Но как же, спросите вы, как же «сильные мира сего», все эти короли и королевы на шахматной доске мира? Разве можно отпустить миротворцев по домам, если их задание еще не выполнено, а правители не устали передвигать пешки на шахматной доске?
Только я видела другой лик, с отеческой улыбкой склоненный над шахматной доской. Я видела Творца всего сущего, которому нет дела до бумажного дождя, проливающегося в чьи-то широкие карманы. Я видела путеводные звезды на низком ночном небе — те самые звезды, которые помогают странникам вернуться домой. И я знала, что несмотря на «нефтяные доллары», в которых так нуждаются политики, те, кто поздравил меня утром 5 ноября, и, прежде всего, мой любимый, скоро должны оказаться дома.
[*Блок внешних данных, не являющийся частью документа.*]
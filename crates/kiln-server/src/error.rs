//! Error types for the kiln HTTP server.

use axum::http::StatusCode;
use axum::response::Json;
use serde_json::json;
use thiserror::Error;

/// Result type alias for server operations.
pub type Result<T> = std::result::Result<T, ServerError>;

/// Body and status returned by handlers on failure.
pub type ErrorResponse = (StatusCode, Json<serde_json::Value>);

#[derive(Error, Debug)]
pub enum ServerError {
    /// Malformed request body
    #[error("Invalid request: {0}")]
    InvalidRequest(String),

    /// Well-formed request with an unacceptable value
    #[error("Invalid input: {0}")]
    InvalidInput(String),

    #[error("JSON error: {0}")]
    Json(#[from] serde_json::Error),

    #[error("Configuration error: {0}")]
    Config(String),

    #[error("Internal server error: {0}")]
    Internal(String),
}

impl ServerError {
    pub fn invalid_request(msg: impl Into<String>) -> Self {
        Self::InvalidRequest(msg.into())
    }

    pub fn invalid_input(msg: impl Into<String>) -> Self {
        Self::InvalidInput(msg.into())
    }

    pub fn config_error(msg: impl Into<String>) -> Self {
        Self::Config(msg.into())
    }

    pub fn internal(msg: impl Into<String>) -> Self {
        Self::Internal(msg.into())
    }

    pub fn status_code(&self) -> u16 {
        match self {
            ServerError::InvalidRequest(_)
            | ServerError::InvalidInput(_)
            | ServerError::Json(_) => 400,
            ServerError::Config(_) | ServerError::Internal(_) => 500,
        }
    }

    pub fn error_type(&self) -> &'static str {
        match self {
            ServerError::InvalidRequest(_) => "invalid_request",
            ServerError::InvalidInput(_) => "invalid_input",
            ServerError::Json(_) => "json_error",
            ServerError::Config(_) => "config_error",
            ServerError::Internal(_) => "internal_error",
        }
    }

    /// JSON error body in the shape every handler returns.
    pub fn into_response_parts(self, summary: &str) -> ErrorResponse {
        let status =
            StatusCode::from_u16(self.status_code()).unwrap_or(StatusCode::INTERNAL_SERVER_ERROR);
        (
            status,
            Json(json!({
                "error": summary,
                "type": self.error_type(),
                "details": self.to_string(),
                "timestamp": chrono::Utc::now()
            })),
        )
    }
}

#[cfg(test)]
mod tests {
    use super::*;

    #[test]
    fn test_client_errors_are_400() {
        assert_eq!(ServerError::invalid_input("bad kind").status_code(), 400);
        assert_eq!(ServerError::invalid_request("no body").status_code(), 400);
        assert_eq!(ServerError::internal("boom").status_code(), 500);
    }

    #[test]
    fn test_response_parts_carry_details() {
        let (status, Json(body)) =
            ServerError::invalid_input("Unknown event kind 'loud'").into_response_parts("Invalid log entry");

        assert_eq!(status, StatusCode::BAD_REQUEST);
        assert_eq!(body["error"], "Invalid log entry");
        assert_eq!(body["type"], "invalid_input");
        assert_eq!(body["details"], "Invalid input: Unknown event kind 'loud'");
        assert!(body.get("timestamp").is_some());
    }
}
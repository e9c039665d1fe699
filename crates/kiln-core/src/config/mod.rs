//! Configuration system for the pipeline
//!
//! Loads YAML configuration, applies environment overrides and validates the
//! result before anything is spawned.

pub mod loader;
pub mod types;

pub use loader::ConfigLoader;
pub use types::*;

#[cfg(test)]
mod tests;
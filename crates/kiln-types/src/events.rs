//! Event types streamed while a submission is compiled and run.

use crate::error::TypesError;
use crate::types::CorrelationId;
use serde::{Deserialize, Serialize};
use std::fmt;
use std::str::FromStr;

/// The kind of an output event.
#[derive(Debug, Clone, Copy, PartialEq, Eq, Hash, Serialize, Deserialize)]
#[serde(rename_all = "lowercase")]
pub enum EventKind {
    /// Lifecycle progress produced by the pipeline itself.
    System,
    /// A line the program wrote to standard output.
    Stdout,
    /// A line the program (or the compiler) wrote to standard error.
    Stderr,
    /// A failure summary: compile failure, timeout, non-zero exit, fault.
    Error,
    /// The program exited with code 0.
    Exit,
}

impl EventKind {
    /// All kinds, in declaration order.
    pub const ALL: [EventKind; 5] = [
        EventKind::System,
        EventKind::Stdout,
        EventKind::Stderr,
        EventKind::Error,
        EventKind::Exit,
    ];

    /// The lowercase wire name of the kind.
    pub fn as_str(&self) -> &'static str {
        match self {
            EventKind::System => "system",
            EventKind::Stdout => "stdout",
            EventKind::Stderr => "stderr",
            EventKind::Error => "error",
            EventKind::Exit => "exit",
        }
    }

    /// Whether this kind closes a session.
    pub fn is_terminal(&self) -> bool {
        matches!(self, EventKind::Error | EventKind::Exit)
    }
}

impl Default for EventKind {
    fn default() -> Self {
        EventKind::Stdout
    }
}

impl fmt::Display for EventKind {
    fn fmt(&self, f: &mut fmt::Formatter<'_>) -> fmt::Result {
        f.write_str(self.as_str())
    }
}

impl FromStr for EventKind {
    type Err = TypesError;

    fn from_str(s: &str) -> Result<Self, Self::Err> {
        let normalized = s.trim().to_ascii_lowercase();
        EventKind::ALL
            .iter()
            .copied()
            .find(|kind| kind.as_str() == normalized)
            .ok_or_else(|| TypesError::UnknownEventKind(s.to_string()))
    }
}

/// A unit of observable progress for one session.
#[derive(Debug, Clone, PartialEq, Eq, Serialize, Deserialize)]
pub struct OutputEvent {
    /// The kind of the event.
    #[serde(rename = "type")]
    pub kind: EventKind,
    /// One line of text, without its trailing newline.
    pub line: String,
    /// The session this event belongs to.
    #[serde(rename = "processId")]
    pub correlation_id: CorrelationId,
    /// Milliseconds since the Unix epoch, stamped when the event is emitted.
    #[serde(skip_serializing_if = "Option::is_none", default)]
    pub timestamp: Option<i64>,
    /// Position of the event within its session, starting at 0.
    #[serde(default)]
    pub sequence: u64,
}

impl OutputEvent {
    /// Create a new event.
    pub fn new(kind: EventKind, line: impl Into<String>, correlation_id: CorrelationId) -> Self {
        Self {
            kind,
            line: line.into(),
            correlation_id,
            timestamp: None,
            sequence: 0,
        }
    }

    /// Create a `system` event.
    pub fn system(line: impl Into<String>, correlation_id: CorrelationId) -> Self {
        Self::new(EventKind::System, line, correlation_id)
    }

    /// Create a `stdout` event.
    pub fn stdout(line: impl Into<String>, correlation_id: CorrelationId) -> Self {
        Self::new(EventKind::Stdout, line, correlation_id)
    }

    /// Create a `stderr` event.
    pub fn stderr(line: impl Into<String>, correlation_id: CorrelationId) -> Self {
        Self::new(EventKind::Stderr, line, correlation_id)
    }

    /// Create an `error` event.
    pub fn error(line: impl Into<String>, correlation_id: CorrelationId) -> Self {
        Self::new(EventKind::Error, line, correlation_id)
    }

    /// Create an `exit` event.
    pub fn exit(line: impl Into<String>, correlation_id: CorrelationId) -> Self {
        Self::new(EventKind::Exit, line, correlation_id)
    }

    /// Set the per-session sequence number.
    pub fn with_sequence(mut self, sequence: u64) -> Self {
        self.sequence = sequence;
        self
    }

    /// Set the emission timestamp.
    pub fn with_timestamp(mut self, timestamp: i64) -> Self {
        self.timestamp = Some(timestamp);
        self
    }

    /// Render the event the way the console log prints it.
    pub fn console_line(&self) -> String {
        format!(
            "[{}][PID:{}] {}",
            self.kind.as_str().to_ascii_uppercase(),
            self.correlation_id,
            self.line
        )
    }
}
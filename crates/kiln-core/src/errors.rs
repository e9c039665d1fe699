//! Error types for the compile-and-run pipeline
//!
//! Two layers are used. [`KilnError`] covers setup concerns (configuration,
//! I/O during startup, state machine misuse) and is what constructors and the
//! config loader return. [`ExecutionError`] classifies how a single session
//! ended; the coordinator turns every variant into relay events and an
//! `ExecutionResult`, so none of them ever reaches the caller as an error.

use crate::session::SessionState;
use std::time::Duration;
use thiserror::Error;

#[derive(Error, Debug, Clone)]
pub enum KilnError {
    #[error("Configuration error: {0}")]
    ConfigError(String),
    #[error("Workspace error: {0}")]
    WorkspaceError(String),
    #[error("Invalid session transition from {from:?} on {trigger}")]
    InvalidTransition { from: SessionState, trigger: String },
    #[error("I/O error: {0}")]
    IoError(String),
    #[error("Internal error: {0}")]
    InternalError(String),
}

impl From<std::io::Error> for KilnError {
    fn from(err: std::io::Error) -> Self {
        KilnError::IoError(err.to_string())
    }
}

impl From<serde_yaml::Error> for KilnError {
    fn from(err: serde_yaml::Error) -> Self {
        KilnError::ConfigError(format!("Failed to parse YAML config: {}", err))
    }
}

/// How one phase of a session failed.
#[derive(Error, Debug)]
pub enum ExecutionError {
    #[error("Workspace error: {0}")]
    Workspace(String),
    #[error("Compilation failed with exit code {exit_code}")]
    CompileFailed {
        exit_code: i32,
        diagnostics: Vec<String>,
    },
    #[error("Compilation timed out after {}s", after.as_secs())]
    CompileTimeout { after: Duration },
    #[error("Program execution timed out after {}s", after.as_secs())]
    ExecutionTimeout {
        after: Duration,
        exit_code: Option<i32>,
    },
    #[error("Program exited with code {exit_code}")]
    RuntimeFailure { exit_code: i32 },
    #[error("Execution cancelled")]
    Cancelled { exit_code: Option<i32> },
    #[error("Unexpected error: {0}")]
    UnexpectedFault(String),
}

impl ExecutionError {
    /// The exit code of a process that ran in the run phase, if any.
    pub fn exit_code(&self) -> Option<i32> {
        match self {
            ExecutionError::RuntimeFailure { exit_code } => Some(*exit_code),
            ExecutionError::ExecutionTimeout { exit_code, .. }
            | ExecutionError::Cancelled { exit_code } => *exit_code,
            _ => None,
        }
    }

    /// Short machine-readable name of the failure class.
    pub fn error_type(&self) -> &'static str {
        match self {
            ExecutionError::Workspace(_) => "workspace_error",
            ExecutionError::CompileFailed { .. } => "compile_failed",
            ExecutionError::CompileTimeout { .. } => "compile_timeout",
            ExecutionError::ExecutionTimeout { .. } => "execution_timeout",
            ExecutionError::RuntimeFailure { .. } => "runtime_failure",
            ExecutionError::Cancelled { .. } => "cancelled",
            ExecutionError::UnexpectedFault(_) => "unexpected_fault",
        }
    }
}

impl From<KilnError> for ExecutionError {
    fn from(err: KilnError) -> Self {
        match err {
            KilnError::WorkspaceError(msg) => ExecutionError::Workspace(msg),
            other => ExecutionError::UnexpectedFault(other.to_string()),
        }
    }
}

impl From<std::io::Error> for ExecutionError {
    fn from(err: std::io::Error) -> Self {
        ExecutionError::UnexpectedFault(err.to_string())
    }
}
Просто потому что есть Бог, всеведущий и вездесущий.
Через несколько недель, рано утром, я ехала в электричке и смотрела на высокие ели, глубокие сугробы и молочный туман, в котором тонули каменные дома и деревянные усадьбы. Владимиро-Суздальская Русь проплывала за окнами, та самая, на которую некогда пришли киевские пассионарии и заложили белокаменный город, названный Владимиром. Эта Русь пахла горячим хлебом и хвоей, и вся она была, как новогодний подарок, как родина, наконец-то открывшаяся всем заплутавшим в этом мире душам. Рядом со мной ехал слепой с собакой-поводырем, дворнягой по кличке Дружище. На меня смотрели умные и добрые темно-карие собачьи глаза, в которых читалась спокойная, нерассуждающая и основательная преданность, а потом хозяин поднялся со скамьи, и дворняга повела его за собой, торопясь к выходу — к деревянным домам, сугробам и елям. Дружище и его хозяин шли к дому, я смотрела им вслед, потом поезд тронулся, и их окутало молочным маревом тумана.
В вагоне засобирались солдатики, еще недавно строившиеся на платформе, под снегом, смешанным с дождем. Потом они вышли из вагона, офицер отпустил их на побывку, и они заторопились, засуетились — быстрее, быстрее домой! Двое из них обогнали меня, и первыми оказались у метро — радость долгожданного возвращения сделала почти детскими их лица, и они бежали вниз, по эскалатору, расталкивая спускавшихся горожан…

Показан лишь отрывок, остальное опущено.